Moreau

"Who cares for the poor in this world of ease and comfort?
Who feels for them?
This, then, is our privileged lot, to see and attend to the needs
of the suffering members of our beloved Savior."
(Moreau Circular Letter 44).

Father Sorin had 2000 francs (roughly $400). He also had ambitious plans for a university. It would include a manual labor school to teach trades to orphans and other poor boys who needed to learn how to support themselves. It would have at its heart a great church which would serve as a center for missionary visits to Indians and other Catholics in northern Indiana and southwestern Michigan. By 1844 the brothers had built a three-story college and laid the cornerstone for a chapel; the state had chartered a new university and a manual labor school.

Father Sorin laid the cornerstone for the church in 1847, and in his chronicles says this about himself: "F. Sorin, ever full of confidence in the merciful riches of Providence, wished to bless the cornerstone of this new church on the octave of the Assumption. It was in reality somewhat bold for a man who had nothing collected, nothing even promised for this new enterprise; but it seemed to him a matter of necessity; he left to God the care of finding the resources. Who that has ever hoped in the Lord was confounded? One year later the church was up, to the great joy of the house and of the whole Catholic congregation, as will be shown presently. And in the month of November of the year 1849 this same church had the honor of being solemnly consecrated under the title of the Sacred Heart of Jesus . . . . "

Both Father Moreau and Father Sorin had this boldness of faith: both went ahead without funding in the expectation that God would provide. However, Father Moreau felt that Father Sorin should take a more businesslike approach to finances. Father Sorin felt that in his place Father Moreau would behave in exactly the same way. This disagreement based on similarity of character led to bitter feelings on both sides.

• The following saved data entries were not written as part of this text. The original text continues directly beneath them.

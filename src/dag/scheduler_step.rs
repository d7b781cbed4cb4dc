// src/dag/scheduler_step.rs

//! Step-by-step result types for the scheduler.

use std::time::Duration;

use crate::dag::task_info::{DispatchedTask, ExecHandle};
use crate::future::{AppFuture, Outcome};
use crate::types::TaskId;

/// A future to settle once the step has been applied.
#[derive(Debug, Clone)]
pub struct Settlement {
    pub future: AppFuture,
    pub outcome: Outcome,
}

impl Settlement {
    pub fn task_id(&self) -> TaskId {
        self.future.task_id()
    }
}

/// A best-effort cancel to forward to the executor that owns `handle`.
#[derive(Debug, Clone, PartialEq, Eq)]
pub struct RemoteCancel {
    pub executor: String,
    pub handle: ExecHandle,
}

/// Structured result of a single scheduler "step".
///
/// Tests can drive the scheduler by hand and make assertions on what each
/// step produced; the runtime turns it into commands.
#[derive(Debug, Clone, Default)]
pub struct SchedulerStep {
    /// Tasks handed to executors as a result of this step.
    pub newly_dispatched: Vec<DispatchedTask>,
    /// Futures that reached a terminal state in this step.
    pub settlements: Vec<Settlement>,
    /// In-flight attempts that should be stopped.
    pub remote_cancels: Vec<RemoteCancel>,
    /// Tasks to re-dispatch after a delay.
    pub delayed_retries: Vec<(TaskId, Duration)>,
}

impl SchedulerStep {
    pub fn empty() -> Self {
        Self::default()
    }

    pub fn is_empty(&self) -> bool {
        self.newly_dispatched.is_empty()
            && self.settlements.is_empty()
            && self.remote_cancels.is_empty()
            && self.delayed_retries.is_empty()
    }

    /// Append everything `other` produced after what this step produced.
    pub fn merge(&mut self, other: SchedulerStep) {
        self.newly_dispatched.extend(other.newly_dispatched);
        self.settlements.extend(other.settlements);
        self.remote_cancels.extend(other.remote_cancels);
        self.delayed_retries.extend(other.delayed_retries);
    }

    /// Ids of the tasks dispatched in this step.
    pub fn dispatched_ids(&self) -> Vec<TaskId> {
        self.newly_dispatched.iter().map(|t| t.task_id).collect()
    }
}
// src/engine/core.rs

//! Pure core kernel state machine.
//!
//! This module contains a synchronous, deterministic "core kernel" that
//! consumes [`KernelEvent`]s and produces:
//! - an updated task graph
//! - a list of commands describing what the IO shell should do next
//!
//! The async shell ([`KernelRuntime`](crate::engine::KernelRuntime)) is
//! responsible for:
//! - reading events from the channel
//! - handing dispatched tasks to executors
//! - settling futures, arming retry timers, forwarding cancels
//!
//! The core has no channels and no Tokio types, and does no IO, so it can be
//! stepped by hand in tests.

use crate::dag::{Scheduler, StatusSummary, TaskSnapshot, TaskState};
use crate::engine::event_handlers::{
    handle_abandon_in_flight, handle_dependency_settled, handle_retry_due,
    handle_shutdown_requested, handle_submitted, handle_task_completed, CoreStep,
};
use crate::engine::KernelEvent;
use crate::types::TaskId;

#[derive(Debug)]
pub struct CoreKernel {
    scheduler: Scheduler,
}

impl CoreKernel {
    pub fn new(scheduler: Scheduler) -> Self {
        Self { scheduler }
    }

    /// Handle a single event, updating core state and returning the
    /// resulting commands for the IO shell.
    pub fn step(&mut self, event: KernelEvent) -> CoreStep {
        match event {
            KernelEvent::Submitted(node) => handle_submitted(&mut self.scheduler, node),
            KernelEvent::DependencySettled {
                task,
                dependency,
                result,
            } => handle_dependency_settled(&mut self.scheduler, task, dependency, result),
            KernelEvent::TaskStarted(handle) => {
                self.scheduler.task_started(handle);
                CoreStep::idle()
            }
            KernelEvent::TaskCompleted { handle, outcome } => {
                handle_task_completed(&mut self.scheduler, handle, outcome)
            }
            KernelEvent::RetryDue(task) => handle_retry_due(&mut self.scheduler, task),
            KernelEvent::ShutdownRequested => handle_shutdown_requested(&mut self.scheduler),
            KernelEvent::AbandonInFlight => handle_abandon_in_flight(&mut self.scheduler),
        }
    }

    /// Cancel a task; `None` if it is unknown or already terminal.
    pub fn cancel(&mut self, task: TaskId) -> Option<CoreStep> {
        self.scheduler.cancel(task).map(Into::into)
    }

    pub fn status(&self) -> StatusSummary {
        self.scheduler.status()
    }

    pub fn snapshot(&self, task: TaskId) -> Option<TaskSnapshot> {
        self.scheduler.snapshot(task)
    }

    pub fn state_of(&self, task: TaskId) -> Option<TaskState> {
        self.scheduler.state_of(task)
    }

    /// Every known task reached a terminal state.
    pub fn is_drained(&self) -> bool {
        self.scheduler.is_quiescent()
    }

    pub fn in_flight(&self) -> usize {
        self.scheduler.in_flight_count()
    }
}
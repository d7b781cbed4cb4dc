// src/provider/job.rs

use std::fmt;

/// Identifier assigned by the batch scheduler (or a pid for the local
/// scheduler).
#[derive(Debug, Clone, PartialEq, Eq, Hash, PartialOrd, Ord)]
pub struct JobId(pub String);

impl JobId {
    pub fn as_str(&self) -> &str {
        &self.0
    }
}

impl fmt::Display for JobId {
    fn fmt(&self, f: &mut fmt::Formatter<'_>) -> fmt::Result {
        f.write_str(&self.0)
    }
}

/// Scheduler-side state of a job.
#[derive(Debug, Clone, Copy, PartialEq, Eq, Hash)]
pub enum JobState {
    Queued,
    Running,
    /// Blocked by the scheduler (hold, suspension, dependency never met).
    Held,
    /// Left the queue; the exit-code file tells whether it succeeded.
    Done,
    /// The scheduler itself reports the job as failed.
    Failed,
    /// The status query gave no usable answer; poll again.
    Unknown,
}

impl JobState {
    pub fn is_terminal(self) -> bool {
        matches!(self, JobState::Done | JobState::Failed)
    }
}

impl fmt::Display for JobState {
    fn fmt(&self, f: &mut fmt::Formatter<'_>) -> fmt::Result {
        let s = match self {
            JobState::Queued => "queued",
            JobState::Running => "running",
            JobState::Held => "held",
            JobState::Done => "done",
            JobState::Failed => "failed",
            JobState::Unknown => "unknown",
        };
        f.write_str(s)
    }
}
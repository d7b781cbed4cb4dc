// src/config/loader.rs

use std::fs;
use std::path::{Path, PathBuf};

use crate::config::model::{KernelConfig, RawConfigFile};
use crate::errors::Result;

/// Load a configuration file from a given path and return the raw
/// `RawConfigFile`.
///
/// This only performs TOML deserialization; it does **not** perform semantic
/// validation. Use [`load_and_validate`] for that.
pub fn load_from_path(path: impl AsRef<Path>) -> Result<RawConfigFile> {
    let contents = fs::read_to_string(path.as_ref())?;
    let config: RawConfigFile = toml::from_str(&contents)?;
    Ok(config)
}

/// Load a configuration file from path and validate it.
///
/// This is the recommended entry point for the rest of the application:
///
/// - Reads TOML.
/// - Applies defaults (handled by `serde` + `Default` impls).
/// - Parses durations and checks executors, task references and that the
///   task graph has no cycles.
pub fn load_and_validate(path: impl AsRef<Path>) -> Result<KernelConfig> {
    let raw = load_from_path(path)?;
    KernelConfig::try_from(raw)
}

/// [`load_and_validate`] for a config held in memory.
pub fn parse_and_validate(contents: &str) -> Result<KernelConfig> {
    let raw: RawConfigFile = toml::from_str(contents)?;
    KernelConfig::try_from(raw)
}

/// Config file used when `--config` is not given.
pub fn default_config_path() -> PathBuf {
    PathBuf::from("dagkernel.toml")
}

But an examination of Father Sorin's writings reveals that in his religious devotion and in his educational theory he continued to follow the way that Father Moreau showed him before he left for America. Father Moreau wrote: "the mind will not be cultivated at the expense of the heart" (Moreau Circular Letter 36) and Father Sorin emphasized "the cultivation of the heart as well as the mind" (Sorin Circular Letter 125).